Cette année, les nouvelles visites à l’exposition ne prévalent point contre le jugement du premier jour. Le Salon de 1883 est médiocre. Inférieur dans l’ensemble au Salon de 1882, il a moins d’œuvres de haute valeur. On n’y trouve point les équivalens du Ludus pro patria de M. Puvis de Chavannes ou du Barra de M. Henner. Parmi les maîtres qui ont exposé, — beaucoup se sont abstenus, — deux ou trois seulement ont envoyé un tableau qui ait chance de marquer particulièrement dans leur œuvre. Les maîtres d’ailleurs, il y aurait injustice à n’en pas convenir, demeurent pour la plupart égaux à eux-mêmes.
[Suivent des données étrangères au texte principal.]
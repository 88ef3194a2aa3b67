//! A deterministic stand-in for a remote table.

use std::ops::Range;
use std::sync::atomic::AtomicUsize;
use std::sync::atomic::Ordering;
use std::time::Duration;

use async_trait::async_trait;
use lazygrid_lib::error::Error;
use lazygrid_lib::frame::CellResult;
use lazygrid_lib::frame::RowLoader;
use lazygrid_lib::model::ColumnDescriptor;
use lazygrid_lib::model::Value;
use rand::Rng;
use rand::SeedableRng;
use rand::rngs::StdRng;

const CITIES: [&str; 8] = [
    "Antwerp", "Bergen", "Cork", "Dresden", "Espoo", "Faro", "Graz", "Haarlem",
];
const SYLLABLES: [&str; 10] = ["ka", "lo", "mi", "ne", "ru", "sa", "ti", "vo", "ze", "an"];

/// Generates the same row for the same seed and index, however the rows are
/// batched, and can pretend to be slow.
#[derive(Debug)]
pub struct SyntheticLoader {
    seed: u64,
    latency: Duration,
    calls: AtomicUsize,
    rows_loaded: AtomicUsize,
}

impl SyntheticLoader {
    pub fn new(seed: u64) -> Self {
        Self {
            seed,
            latency: Duration::ZERO,
            calls: AtomicUsize::new(0),
            rows_loaded: AtomicUsize::new(0),
        }
    }

    /// Sleeps this long in every call.
    pub fn with_latency_ms(mut self, millis: u64) -> Self {
        self.latency = Duration::from_millis(millis);
        self
    }

    /// The table header. `notes` cannot be sorted.
    pub fn columns() -> Vec<ColumnDescriptor> {
        vec![
            ColumnDescriptor::new("id"),
            ColumnDescriptor::new("name"),
            ColumnDescriptor::new("city"),
            ColumnDescriptor::new("score"),
            ColumnDescriptor::new("active"),
            ColumnDescriptor::new("notes").with_sortable(false),
        ]
    }

    pub fn calls(&self) -> usize {
        self.calls.load(Ordering::Relaxed)
    }

    pub fn rows_loaded(&self) -> usize {
        self.rows_loaded.load(Ordering::Relaxed)
    }

    fn cell(&self, row: usize, column: &str) -> CellResult {
        let mut rng = StdRng::seed_from_u64(self.seed ^ (row as u64).wrapping_mul(0x9E37_79B9_7F4A_7C15));
        let name: String = (0..rng.random_range(2..4))
            .map(|_| SYLLABLES[rng.random_range(0..SYLLABLES.len())])
            .collect();
        let city = CITIES[rng.random_range(0..CITIES.len())];
        let score = (rng.random_range(0.0..100.0f64) * 10.0).round() / 10.0;
        let active = rng.random_bool(0.7);

        let value = match column {
            "id" => Value::from(row as i64),
            "name" => Value::from(name),
            "city" => Value::from(city),
            "score" => Value::from(score),
            "active" => Value::from(active),
            "notes" if row % 7 == 0 => Value::from(format!("checked by {city}")),
            "notes" => Value::Null,
            other => return Err(Error::fetch(format!("no such column '{other}'"))),
        };
        Ok(value)
    }
}

#[async_trait]
impl RowLoader for SyntheticLoader {
    async fn load(&self, rows: Range<usize>, columns: &[String]) -> Result<Vec<Vec<CellResult>>, Error> {
        log::debug!("Synthetic load of rows {}..{} ({:?})", rows.start, rows.end, columns);
        self.calls.fetch_add(1, Ordering::Relaxed);
        self.rows_loaded.fetch_add(rows.len(), Ordering::Relaxed);
        if !self.latency.is_zero() {
            tokio::time::sleep(self.latency).await;
        }
        Ok(rows
            .map(|row| columns.iter().map(|column| self.cell(row, column)).collect())
            .collect())
    }
}
//! Lazily loaded data frame

use std::collections::BTreeMap;
use std::collections::HashMap;
use std::ops::Range;
use std::sync::Mutex;
use std::sync::PoisonError;
use std::sync::atomic::AtomicUsize;
use std::sync::atomic::Ordering;

use async_trait::async_trait;
use futures::future::join_all;
use tokio_util::sync::CancellationToken;

use crate::coalesce::coalesce;
use crate::error::Error;
use crate::error::ValidationError;
use crate::model::AsyncValue;
use crate::model::Columns;
use crate::model::OrderBy;
use crate::model::Row;
use crate::model::Value;
use crate::model::ValueBox;

use super::DataFrame;
use super::EventBus;
use super::FetchRequest;
use super::FrameEvent;
use super::validate_fetch;
use super::validate_get_cell;
use super::validate_get_row_number;

/// Outcome of loading one cell.
pub type CellResult = Result<Value, Error>;

/// The I/O behind a [`LoaderFrame`].
///
/// Implementations talk to whatever holds the data (a file, a service, a
/// database) and return one row per index of `rows`, with one entry per
/// name in `columns`, in that order.
#[async_trait]
pub trait RowLoader: Send + Sync {
    /// Loads a contiguous range of rows.
    ///
    /// A top-level error fails the whole range. A per-cell error fails only
    /// that cell.
    async fn load(&self, rows: Range<usize>, columns: &[String]) -> Result<Vec<Vec<CellResult>>, Error>;
}

type Claim = (String, AsyncValue<Value>);

/// A frame that loads rows on demand through a [`RowLoader`].
///
/// Cells are [`AsyncValue`]s created the first time they are requested.
/// Rows still missing for a request are coalesced into ranges and loaded
/// with one loader call per range. Requests for cells already in flight
/// wait for them instead of loading again.
///
/// A range that fails as a whole, or whose fetch is cancelled, has its
/// pending cells removed so the next request loads it again. Ranges that
/// completed are kept.
pub struct LoaderFrame<L> {
    columns: Columns,
    num_rows: AtomicUsize,
    rows: Mutex<HashMap<usize, Row>>,
    loader: L,
    events: EventBus,
}

impl<L: RowLoader> LoaderFrame<L> {
    /// Creates a frame over `num_rows` rows served by `loader`.
    pub fn new<I, C>(columns: I, num_rows: usize, loader: L) -> Result<Self, ValidationError>
    where
        I: IntoIterator<Item = C>,
        C: Into<crate::model::ColumnDescriptor>,
    {
        Ok(Self {
            columns: Columns::new(columns)?,
            num_rows: AtomicUsize::new(num_rows),
            rows: Mutex::new(HashMap::new()),
            loader,
            events: EventBus::new(),
        })
    }

    /// Returns the loader.
    pub fn loader(&self) -> &L {
        &self.loader
    }

    /// Updates the row count and announces it.
    pub fn set_num_rows(&self, num_rows: usize) {
        let previous = self.num_rows.swap(num_rows, Ordering::SeqCst);
        if previous != num_rows {
            self.events.emit(&FrameEvent::NumRowsChange { num_rows });
        }
    }

    /// Returns a snapshot of a row, if any of its cells has been requested.
    pub fn row(&self, index: usize) -> Option<Row> {
        self.rows
            .lock()
            .unwrap_or_else(PoisonError::into_inner)
            .get(&index)
            .cloned()
    }

    /// Registers pending cells for everything in `rows` nobody has asked for
    /// yet. Returns those claims by row, plus cells already in flight.
    fn claim(
        &self,
        rows: &Range<usize>,
        columns: &[String],
    ) -> (BTreeMap<usize, Vec<Claim>>, Vec<(usize, Claim)>) {
        let mut claimed: BTreeMap<usize, Vec<Claim>> = BTreeMap::new();
        let mut waits = Vec::new();
        let mut guard = self.rows.lock().unwrap_or_else(PoisonError::into_inner);
        for index in rows.clone() {
            let row = guard.entry(index).or_insert_with(|| Row::new(index));
            for column in columns {
                match row.cells.get(column) {
                    None => {
                        let cell = AsyncValue::pending();
                        row.cells.insert(column.clone(), cell.clone());
                        claimed.entry(index).or_default().push((column.clone(), cell));
                    }
                    Some(cell) if cell.is_pending() => {
                        waits.push((index, (column.clone(), cell.clone())));
                    }
                    Some(_) => {}
                }
            }
        }
        (claimed, waits)
    }

    async fn load_range(
        &self,
        range: Range<usize>,
        columns: &[String],
        mut claims: Claims<'_, L>,
        cancel: &CancellationToken,
    ) -> Result<(), Error> {
        log::debug!("Loading rows {}..{} ({} columns)", range.start, range.end, columns.len());
        let loaded = tokio::select! {
            result = self.loader.load(range.clone(), columns) => result,
            _ = cancel.cancelled() => Err(Error::Cancelled),
        };
        let loaded = loaded.and_then(|rows| {
            if rows.len() == range.len() && rows.iter().all(|r| r.len() == columns.len()) {
                Ok(rows)
            } else {
                Err(Error::fetch(format!(
                    "loader returned {} rows for range {}..{}",
                    rows.len(),
                    range.start,
                    range.end
                )))
            }
        });

        let rows = match loaded {
            Ok(rows) => rows,
            Err(error) => {
                if !error.is_cancelled() {
                    log::warn!("Loading rows {}..{} failed: {}", range.start, range.end, error);
                }
                claims.release(&error);
                return Err(error);
            }
        };

        let guard = self.rows.lock().unwrap_or_else(PoisonError::into_inner);
        for (index, values) in range.zip(rows) {
            let Some(row) = guard.get(&index) else {
                continue;
            };
            row.number.resolve(index);
            for (column, value) in columns.iter().zip(values) {
                if let Some(cell) = row.cells.get(column) {
                    match value {
                        Ok(value) => cell.resolve(value),
                        Err(error) => cell.reject(error),
                    };
                }
            }
        }
        claims.claims.clear();
        Ok(())
    }
}

impl<L> LoaderFrame<L> {
    /// Drops our pending cells for a range that did not load.
    fn release(&self, claims: &[(usize, Claim)], error: &Error) {
        let mut guard = self.rows.lock().unwrap_or_else(PoisonError::into_inner);
        for (index, (column, cell)) in claims {
            if let Some(row) = guard.get_mut(index)
                && row.cells.get(column).is_some_and(|c| c.ptr_eq(cell))
            {
                row.cells.remove(column);
            }
            cell.reject(error.clone());
        }
    }

    fn holds(&self, index: usize, column: &str, cell: &AsyncValue<Value>) -> bool {
        self.rows
            .lock()
            .unwrap_or_else(PoisonError::into_inner)
            .get(&index)
            .and_then(|row| row.cells.get(column))
            .is_some_and(|c| c.ptr_eq(cell))
    }
}

/// Pending cells claimed for one load.
///
/// Released with [`Error::Cancelled`] if dropped while still held, so the
/// next request loads them again.
struct Claims<'a, L> {
    frame: &'a LoaderFrame<L>,
    claims: Vec<(usize, Claim)>,
}

impl<L> Claims<'_, L> {
    fn release(&mut self, error: &Error) {
        let claims = std::mem::take(&mut self.claims);
        self.frame.release(&claims, error);
    }
}

impl<L> Drop for Claims<'_, L> {
    fn drop(&mut self) {
        if !self.claims.is_empty() {
            log::debug!("Dropped load released {} pending cells", self.claims.len());
            self.release(&Error::Cancelled);
        }
    }
}

#[async_trait]
impl<L: RowLoader> DataFrame for LoaderFrame<L> {
    fn columns(&self) -> &Columns {
        &self.columns
    }

    fn num_rows(&self) -> usize {
        self.num_rows.load(Ordering::SeqCst)
    }

    fn events(&self) -> &EventBus {
        &self.events
    }

    fn get_row_number(&self, row: usize, order_by: &OrderBy) -> Result<Option<ValueBox<usize>>, Error> {
        validate_get_row_number(self, row, order_by)?;
        let guard = self.rows.lock().unwrap_or_else(PoisonError::into_inner);
        match guard.get(&row) {
            Some(entry) => entry.number.peek().into_read(),
            None => Ok(None),
        }
    }

    fn get_cell(&self, row: usize, column: &str, order_by: &OrderBy) -> Result<Option<ValueBox<Value>>, Error> {
        validate_get_cell(self, row, column, order_by)?;
        let guard = self.rows.lock().unwrap_or_else(PoisonError::into_inner);
        match guard.get(&row).and_then(|entry| entry.cell(column)) {
            Some(cell) => cell.peek().into_read(),
            None => Ok(None),
        }
    }

    async fn fetch(&self, request: FetchRequest) -> Result<(), Error> {
        validate_fetch(self, &request)?;
        request.check_cancelled()?;
        let columns = request.column_names(&self.columns);

        loop {
            request.check_cancelled()?;
            let (claimed, waits) = self.claim(&request.rows, &columns);
            if claimed.is_empty() && waits.is_empty() {
                break;
            }

            let loads: Vec<(Range<usize>, Claims<'_, L>)> = coalesce(claimed.keys().copied())
                .into_iter()
                .map(|range| {
                    let claims = claimed
                        .range(range.clone())
                        .flat_map(|(index, claims)| claims.iter().map(|claim| (*index, claim.clone())))
                        .collect();
                    (range, Claims { frame: self, claims })
                })
                .collect();
            join_all(
                loads
                    .into_iter()
                    .map(|(range, claims)| self.load_range(range, &columns, claims, &request.cancel)),
            )
            .await
            .into_iter()
            .collect::<Result<Vec<()>, Error>>()?;

            for (index, (column, cell)) in waits {
                let outcome = tokio::select! {
                    outcome = cell.wait() => outcome,
                    _ = request.cancel.cancelled() => return Err(Error::Cancelled),
                };
                match outcome {
                    Ok(_) | Err(Error::Cancelled) => {}
                    // Still held: the loader reported a failure for this one
                    // cell, which is its settled value.
                    Err(_) if self.holds(index, &column, &cell) => {}
                    Err(error) => return Err(error),
                }
            }
        }

        self.events.emit(&FrameEvent::Resolve);
        Ok(())
    }
}
//! Sorting wrapper for frames that cannot sort

use std::collections::HashMap;
use std::sync::Arc;
use std::sync::Mutex;
use std::sync::PoisonError;

use async_trait::async_trait;
use futures::future::try_join_all;
use tokio_util::sync::CancellationToken;

use crate::coalesce::coalesce;
use crate::error::Error;
use crate::error::ValidationError;
use crate::frame::DataFrame;
use crate::frame::EventBus;
use crate::frame::EventKind;
use crate::frame::FetchRequest;
use crate::frame::FrameEvent;
use crate::frame::Subscription;
use crate::frame::forward;
use crate::frame::validate_fetch;
use crate::frame::validate_get_cell;
use crate::frame::validate_get_row_number;
use crate::model::Columns;
use crate::model::OrderBy;
use crate::model::Value;
use crate::model::ValueBox;

use super::compute_ranks_by;
use super::materialized_order;
use super::sort_indexes;

#[derive(Debug, Default)]
struct SortState {
    /// Bumped whenever the inner row count changes.
    generation: u64,
    ranks: HashMap<String, Arc<Vec<usize>>>,
    permutations: HashMap<OrderBy, Arc<Vec<usize>>>,
}

impl SortState {
    fn invalidate(&mut self) {
        self.generation += 1;
        self.ranks.clear();
        self.permutations.clear();
    }
}

/// Adds sorting to a frame that only serves its natural order.
///
/// For a sorted fetch the wrapper first computes the permutation of the
/// order: each sorted column is fetched over the whole frame and ranked
/// once, and the rank vectors are composed with [`sort_indexes`]. The
/// displayed window is then mapped to inner rows, which are fetched as
/// coalesced ranges in natural order. Reads map displayed rows through the
/// cached permutation.
///
/// Inner frames that cannot fetch single columns are sorted by
/// materializing every row instead.
///
/// Rank vectors are kept per column and permutations per order. Both are
/// discarded when the inner row count changes.
///
/// # Example
///
/// ```
/// use lazygrid_lib::frame::{DataFrame, FetchRequest, InMemoryFrame};
/// use lazygrid_lib::model::{OrderBy, Value};
/// use lazygrid_lib::sort::SortableFrame;
///
/// # tokio_test_block(async {
/// let base = InMemoryFrame::new(
///     ["age"],
///     vec![vec![Value::from(25)], vec![Value::from(30)], vec![Value::from(20)]],
/// )?;
/// let frame = SortableFrame::new(base);
/// let order = OrderBy::desc("age");
///
/// frame.fetch(FetchRequest::new(0..3).with_order_by(order.clone())).await?;
/// assert_eq!(frame.get_row_number(0, &order)?.map(|b| b.value), Some(1));
/// # Ok::<(), lazygrid_lib::error::Error>(())
/// # });
/// # fn tokio_test_block<F: std::future::Future>(f: F) -> F::Output {
/// #     tokio::runtime::Builder::new_current_thread().build().unwrap().block_on(f)
/// # }
/// ```
pub struct SortableFrame<F> {
    inner: F,
    state: Arc<Mutex<SortState>>,
    events: EventBus,
    _subscriptions: Vec<Subscription>,
}

impl<F: DataFrame> SortableFrame<F> {
    /// Wraps a frame.
    pub fn new(inner: F) -> Self {
        let state = Arc::new(Mutex::new(SortState::default()));
        let events = EventBus::new();

        // Registered before forwarding so listeners of this frame never see
        // the new row count with the old permutations.
        let invalidation = {
            let state = Arc::clone(&state);
            inner.events().subscribe(EventKind::NumRowsChange, move |event| {
                if let FrameEvent::NumRowsChange { num_rows } = event {
                    log::debug!("Row count changed to {}; dropping sort caches", num_rows);
                }
                state.lock().unwrap_or_else(PoisonError::into_inner).invalidate();
            })
        };
        let mut subscriptions = vec![invalidation];
        subscriptions.extend(forward(inner.events(), &events));

        Self {
            inner,
            state,
            events,
            _subscriptions: subscriptions,
        }
    }

    /// Returns the wrapped frame.
    pub fn inner(&self) -> &F {
        &self.inner
    }

    /// The cached permutation of an order, if computed.
    ///
    /// Maps sorted position to inner row.
    pub fn permutation(&self, order_by: &OrderBy) -> Option<Arc<Vec<usize>>> {
        self.lock().permutations.get(order_by).cloned()
    }

    /// The cached rank vector of a column, if computed.
    pub fn ranks(&self, column: &str) -> Option<Arc<Vec<usize>>> {
        self.lock().ranks.get(column).cloned()
    }

    fn lock(&self) -> std::sync::MutexGuard<'_, SortState> {
        self.state.lock().unwrap_or_else(PoisonError::into_inner)
    }

    /// Maps a displayed row to its inner row.
    fn inner_row(&self, row: usize, order_by: &OrderBy) -> Option<usize> {
        if order_by.is_empty() {
            return Some(row);
        }
        self.lock()
            .permutations
            .get(order_by)
            .and_then(|permutation| permutation.get(row).copied())
    }

    /// Reads a fetched column in natural order.
    ///
    /// Cells that are unreadable, because they failed to load, sort as
    /// `Null`.
    fn column_values(&self, column: &str, num_rows: usize) -> Result<Vec<Value>, Error> {
        let natural = OrderBy::none();
        let mut values = Vec::with_capacity(num_rows);
        let mut unreadable = 0usize;
        for row in 0..num_rows {
            match self.inner.get_cell(row, column, &natural) {
                Ok(Some(boxed)) => values.push(boxed.value),
                Ok(None) | Err(Error::Fetch(_)) => {
                    unreadable += 1;
                    values.push(Value::Null);
                }
                Err(error) => return Err(error),
            }
        }
        if unreadable > 0 {
            log::debug!("Column '{}': {} unreadable cells sort as null", column, unreadable);
        }
        Ok(values)
    }

    async fn column_ranks(
        &self,
        column: &str,
        num_rows: usize,
        generation: u64,
        cancel: &CancellationToken,
    ) -> Result<Arc<Vec<usize>>, Error> {
        if let Some(ranks) = self.ranks(column) {
            return Ok(ranks);
        }

        let request = FetchRequest::new(0..num_rows)
            .with_columns([column])
            .with_cancel(cancel.clone());
        self.inner.fetch(request).await?;

        let values = self.column_values(column, num_rows)?;
        let ranks = Arc::new(compute_ranks_by(&values, Value::compare));
        log::debug!("Ranked column '{}' over {} rows", column, num_rows);

        let mut state = self.lock();
        if state.generation == generation {
            state.ranks.insert(column.to_string(), Arc::clone(&ranks));
        }
        Ok(ranks)
    }

    async fn materialize(
        &self,
        order_by: &OrderBy,
        num_rows: usize,
        cancel: &CancellationToken,
    ) -> Result<Vec<usize>, Error> {
        log::debug!("Materializing {} rows to sort by '{}'", num_rows, order_by);
        self.inner
            .fetch(FetchRequest::new(0..num_rows).with_cancel(cancel.clone()))
            .await?;

        let keys: Vec<Vec<Value>> = order_by
            .columns()
            .map(|column| self.column_values(column, num_rows))
            .collect::<Result<_, _>>()?;
        let rows: Vec<Vec<Value>> = (0..num_rows)
            .map(|row| keys.iter().map(|column| column[row].clone()).collect())
            .collect();
        let positions: Vec<_> = order_by
            .clauses()
            .iter()
            .enumerate()
            .map(|(position, clause)| (position, clause.direction))
            .collect();
        Ok(materialized_order(&rows, &positions))
    }

    /// Returns the permutation of an order, computing it if needed.
    ///
    /// `None` means the row count changed while computing; the result was
    /// dropped and the caller should start over.
    async fn compute_permutation(
        &self,
        order_by: &OrderBy,
        cancel: &CancellationToken,
    ) -> Result<Option<Arc<Vec<usize>>>, Error> {
        let generation = {
            let state = self.lock();
            if let Some(permutation) = state.permutations.get(order_by) {
                return Ok(Some(Arc::clone(permutation)));
            }
            state.generation
        };
        let num_rows = self.inner.num_rows();

        let permutation = if self.inner.supports_column_subsets() {
            let mut ranks = Vec::with_capacity(order_by.clauses().len());
            for clause in order_by.clauses() {
                let column = self.column_ranks(&clause.column, num_rows, generation, cancel).await?;
                ranks.push((column, clause.direction));
            }
            let borrowed: Vec<(&[usize], _)> = ranks
                .iter()
                .map(|(column, direction)| (column.as_slice(), *direction))
                .collect();
            sort_indexes(&borrowed, num_rows)
        } else {
            self.materialize(order_by, num_rows, cancel).await?
        };

        let mut state = self.lock();
        if state.generation != generation {
            return Ok(None);
        }
        let permutation = Arc::new(permutation);
        state
            .permutations
            .insert(order_by.clone(), Arc::clone(&permutation));
        Ok(Some(permutation))
    }
}

#[async_trait]
impl<F: DataFrame> DataFrame for SortableFrame<F> {
    fn columns(&self) -> &Columns {
        self.inner.columns()
    }

    fn num_rows(&self) -> usize {
        self.inner.num_rows()
    }

    fn sortable(&self) -> bool {
        true
    }

    fn supports_column_subsets(&self) -> bool {
        self.inner.supports_column_subsets()
    }

    fn events(&self) -> &EventBus {
        &self.events
    }

    fn get_row_number(&self, row: usize, order_by: &OrderBy) -> Result<Option<ValueBox<usize>>, Error> {
        validate_get_row_number(self, row, order_by)?;
        match self.inner_row(row, order_by) {
            Some(inner_row) => self.inner.get_row_number(inner_row, &OrderBy::none()),
            None => Ok(None),
        }
    }

    fn get_cell(&self, row: usize, column: &str, order_by: &OrderBy) -> Result<Option<ValueBox<Value>>, Error> {
        validate_get_cell(self, row, column, order_by)?;
        match self.inner_row(row, order_by) {
            Some(inner_row) => self.inner.get_cell(inner_row, column, &OrderBy::none()),
            None => Ok(None),
        }
    }

    async fn fetch(&self, request: FetchRequest) -> Result<(), Error> {
        validate_fetch(self, &request)?;
        request.check_cancelled()?;
        if request.order_by.is_empty() {
            return self.inner.fetch(request).await;
        }

        let permutation = loop {
            if let Some(permutation) = self.compute_permutation(&request.order_by, &request.cancel).await? {
                break permutation;
            }
            log::debug!("Row count changed while sorting by '{}'; retrying", request.order_by);
            request.check_cancelled()?;
            validate_fetch(self, &request)?;
        };

        let mut inner_rows: Vec<usize> = permutation
            .get(request.rows.clone())
            .ok_or(ValidationError::InvalidRange {
                start: request.rows.start,
                end: request.rows.end,
                num_rows: permutation.len(),
            })?
            .to_vec();
        inner_rows.sort_unstable();

        // Frames without column subsets are always asked for whole rows.
        let columns = if self.inner.supports_column_subsets() {
            request.columns.clone()
        } else {
            None
        };
        try_join_all(coalesce(inner_rows).into_iter().map(|rows| {
            let mut inner_request = FetchRequest::new(rows).with_cancel(request.cancel.clone());
            inner_request.columns = columns.clone();
            self.inner.fetch(inner_request)
        }))
        .await?;

        self.events.emit(&FrameEvent::Resolve);
        Ok(())
    }
}

impl<F> std::fmt::Debug for SortableFrame<F> {
    fn fmt(&self, f: &mut std::fmt::Formatter<'_>) -> std::fmt::Result {
        f.debug_struct("SortableFrame").finish_non_exhaustive()
    }
}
Mais ce n’est point des peintres comme Cabanel ou Gérôme, qui ont depuis longtemps leurs noms au Livre d’or, qu’il faut s’inquiéter pour l’avenir de la peinture française ; c’est de tous ces jeunes hommes dont quelques-uns doivent leur succéder à la tête de notre école. Or, chez les peintres de vingt-cinq à quarante ans, on ne constate guère que des défaillances. De débuts caractéristiques, point ; car nous ne pouvons prendre pour des nouveau-venus M. Rochegrosse et Mme Demont-Breton, puisque l’année dernière nous avons ici loué leurs tableaux. Il faut reconnaître cependant que ces deux peintres ont dépassé les grandes espérances qu’on pouvait fonder sur leur talent naissant. L’Andromaque et la Plage sont peut-être, dans les deux mille cinq cents tableaux du Salon, les seuls dont l’histoire de l’art aura un jour à préciser la date. C’est presque un enfant, c’est une toute jeune femme, qui donnent l’exemple des grandes œuvres !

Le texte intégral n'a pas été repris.